[Dataset entries]
★ ★ ★ ★ ★

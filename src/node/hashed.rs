//! Hashed tree: content fingerprints plus positional keys
//!
//! Wraps a `GenericNode` tree into an arena of `HashedNode`s. Every node
//! carries a content hash, the key identifying it inside its parent and the
//! id of its parent, so structural paths can be rebuilt in O(depth).
//!
//! # Ownership
//!
//! ```text
//! HashedTree
//!   └── nodes: Vec<HashedNode>   (arena, sole owner)
//!         ├── children: [NodeId]  (downward, owned through the arena)
//!         └── parent: NodeId      (upward, plain index)
//! ```
//!
//! Parent links are indices, never a second owner, so there are no cycles.
//!
//! # Keys
//!
//! - Document/Sequence children: `"[i]"`
//! - Mapping values: the key node's text (key nodes themselves are dropped)
//! - Root: empty

use compact_str::{CompactString, format_compact};
use smallvec::SmallVec;

use crate::hash::{ContentHash, StableHasher};

use super::{GenericNode, NodeKind};

// =============================================================================
// MappingOrder
// =============================================================================

/// How mapping hashes treat entry order.
#[derive(Debug, Clone, Copy, PartialEq, Eq, Default)]
pub enum MappingOrder {
    /// Entries are hashed in document order: reordering keys changes the hash
    #[default]
    Ordered,
    /// Entries are hashed sorted by key: reordering keys alone is not a change
    Unordered,
}

// =============================================================================
// NodeId
// =============================================================================

/// Index of a node inside its `HashedTree`
#[derive(Debug, Clone, Copy, PartialEq, Eq, Hash, PartialOrd, Ord)]
pub struct NodeId(u32);

impl NodeId {
    #[inline]
    pub const fn index(self) -> usize {
        self.0 as usize
    }
}

// =============================================================================
// HashedNode
// =============================================================================

/// Annotated node
#[derive(Debug, Clone)]
pub struct HashedNode<'a> {
    /// Mirrors the source node kind
    pub kind: NodeKind,
    /// Identity within the parent (`"[i]"`, mapping key, or empty)
    pub key: CompactString,
    /// Content fingerprint; `None` for aliases
    pub hash: Option<ContentHash>,
    /// Child ids, in source order
    pub children: SmallVec<[NodeId; 8]>,
    /// Parent id, `None` for the root
    pub parent: Option<NodeId>,
    /// The parsed node this wraps
    pub source: &'a GenericNode,
}

impl HashedNode<'_> {
    #[inline]
    pub fn is_scalar(&self) -> bool {
        self.kind.is_scalar()
    }

    /// Raw scalar text, `None` for other kinds
    #[inline]
    pub fn value(&self) -> Option<&str> {
        self.kind.is_scalar().then_some(self.source.value.as_str())
    }
}

// =============================================================================
// HashedTree
// =============================================================================

/// Arena of hashed nodes built from one parsed document
#[derive(Debug, Clone)]
pub struct HashedTree<'a> {
    nodes: Vec<HashedNode<'a>>,
    /// Depth of the first node that appears in paths (2 under a Document)
    path_depth: usize,
}

impl<'a> HashedTree<'a> {
    /// Build with document-order mapping hashes
    pub fn build(root: &'a GenericNode) -> Self {
        Self::build_with(root, MappingOrder::default())
    }

    /// Build with an explicit mapping hash order
    pub fn build_with(root: &'a GenericNode, order: MappingOrder) -> Self {
        let mut tree = Self {
            nodes: Vec::with_capacity(root.node_count()),
            // Neither the Document nor its top-level content appear in paths
            path_depth: if root.kind.is_document() { 2 } else { 1 },
        };
        tree.insert(root, CompactString::default(), None, order);
        tree
    }

    fn insert(
        &mut self,
        source: &'a GenericNode,
        key: CompactString,
        parent: Option<NodeId>,
        order: MappingOrder,
    ) -> NodeId {
        let id = NodeId(self.nodes.len() as u32);
        self.nodes.push(HashedNode {
            kind: source.kind,
            key,
            hash: None,
            children: SmallVec::new(),
            parent,
            source,
        });

        let hash = match source.kind {
            NodeKind::Scalar => Some(ContentHash::of_scalar(&source.value)),
            // Not supported: no hash, no children
            NodeKind::Alias => None,
            NodeKind::Document | NodeKind::Sequence => {
                let mut children: SmallVec<[NodeId; 8]> = SmallVec::with_capacity(source.children.len());
                for (i, child) in source.children.iter().enumerate() {
                    children.push(self.insert(child, format_compact!("[{i}]"), Some(id), order));
                }
                let hash = ContentHash::of_children(source.kind, children.iter().filter_map(|c| self.hash(*c)));
                self.nodes[id.index()].children = children;
                Some(hash)
            }
            NodeKind::Mapping => {
                let mut children: SmallVec<[NodeId; 8]> = SmallVec::with_capacity(source.children.len() / 2);
                for (key, value) in source.entries() {
                    children.push(self.insert(value, CompactString::from(key), Some(id), order));
                }
                let hash = self.mapping_hash(&children, order);
                self.nodes[id.index()].children = children;
                Some(hash)
            }
        };
        self.nodes[id.index()].hash = hash;
        id
    }

    /// Mapping entries hash as `hash(key) ‖ hash(value)` so renamed keys differ
    fn mapping_hash(&self, children: &[NodeId], order: MappingOrder) -> ContentHash {
        let mut entries: Vec<(&str, ContentHash)> = children
            .iter()
            .filter_map(|&c| self.hash(c).map(|h| (self.node(c).key.as_str(), h)))
            .collect();
        if order == MappingOrder::Unordered {
            entries.sort_by(|a, b| a.0.cmp(b.0).then(a.1.cmp(&b.1)));
        }
        entries
            .into_iter()
            .fold(StableHasher::for_kind(NodeKind::Mapping), |h, (key, value)| {
                h.update(ContentHash::of_scalar(key).as_bytes())
                    .update(value.as_bytes())
            })
            .finish_hash()
    }

    // ─────────────────────────────────────────────────────────────────────────
    // Accessors
    // ─────────────────────────────────────────────────────────────────────────

    /// Root node id
    #[inline]
    pub fn root(&self) -> NodeId {
        NodeId(0)
    }

    /// Get a node by id
    #[inline]
    pub fn node(&self, id: NodeId) -> &HashedNode<'a> {
        &self.nodes[id.index()]
    }

    /// Content hash of a node
    #[inline]
    pub fn hash(&self, id: NodeId) -> Option<ContentHash> {
        self.nodes[id.index()].hash
    }

    /// Child ids of a node
    #[inline]
    pub fn children(&self, id: NodeId) -> &[NodeId] {
        &self.nodes[id.index()].children
    }

    /// Hash of the first child, if any
    pub fn first_child_hash(&self, id: NodeId) -> Option<ContentHash> {
        self.children(id).first().and_then(|c| self.hash(*c))
    }

    /// Total number of nodes
    pub fn len(&self) -> usize {
        self.nodes.len()
    }

    pub fn is_empty(&self) -> bool {
        self.nodes.is_empty()
    }

    /// Root content hash
    pub fn root_hash(&self) -> Option<ContentHash> {
        self.hash(self.root())
    }

    // ─────────────────────────────────────────────────────────────────────────
    // Paths
    // ─────────────────────────────────────────────────────────────────────────

    /// Number of ancestors of `id`
    pub fn depth(&self, id: NodeId) -> usize {
        let mut depth = 0;
        let mut current = self.node(id).parent;
        while let Some(parent) = current {
            depth += 1;
            current = self.node(parent).parent;
        }
        depth
    }

    /// Structural path of a node: `doc` followed by the keys from the
    /// top-level content down to `id`, joined with `.`
    pub fn path(&self, id: NodeId) -> String {
        let mut keys: SmallVec<[&str; 16]> = SmallVec::new();
        let mut current = Some(id);
        let mut depth = self.depth(id);
        while let Some(node_id) = current {
            if depth < self.path_depth {
                break;
            }
            let node = self.node(node_id);
            keys.push(node.key.as_str());
            current = node.parent;
            depth -= 1;
        }

        let mut path = String::from("doc");
        for key in keys.iter().rev() {
            path.push('.');
            path.push_str(key);
        }
        path
    }

    // ─────────────────────────────────────────────────────────────────────────
    // Traversal
    // ─────────────────────────────────────────────────────────────────────────

    /// Depth-first pre-order walk. Returns `false` if the visitor stopped it.
    pub fn walk<F>(&self, mut visitor: F) -> bool
    where
        F: FnMut(NodeId, &HashedNode<'a>) -> bool,
    {
        self.walk_from(self.root(), &mut visitor)
    }

    fn walk_from<F>(&self, id: NodeId, visitor: &mut F) -> bool
    where
        F: FnMut(NodeId, &HashedNode<'a>) -> bool,
    {
        if !visitor(id, self.node(id)) {
            return false;
        }
        self.children(id).iter().all(|&child| self.walk_from(child, visitor))
    }

    /// Paths of all childless nodes, in document order
    pub fn leaf_paths(&self) -> Vec<String> {
        let mut paths = Vec::new();
        self.walk(|id, node| {
            if node.children.is_empty() {
                paths.push(self.path(id));
            }
            true
        });
        paths
    }
}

★ ★ ★ ★ ★

### What the task asks
Search the records above for the string "parsed". Report each line that has it.

### Output for this exercise
    /// The parsed node this wraps
/// Arena of hashed nodes built from one parsed document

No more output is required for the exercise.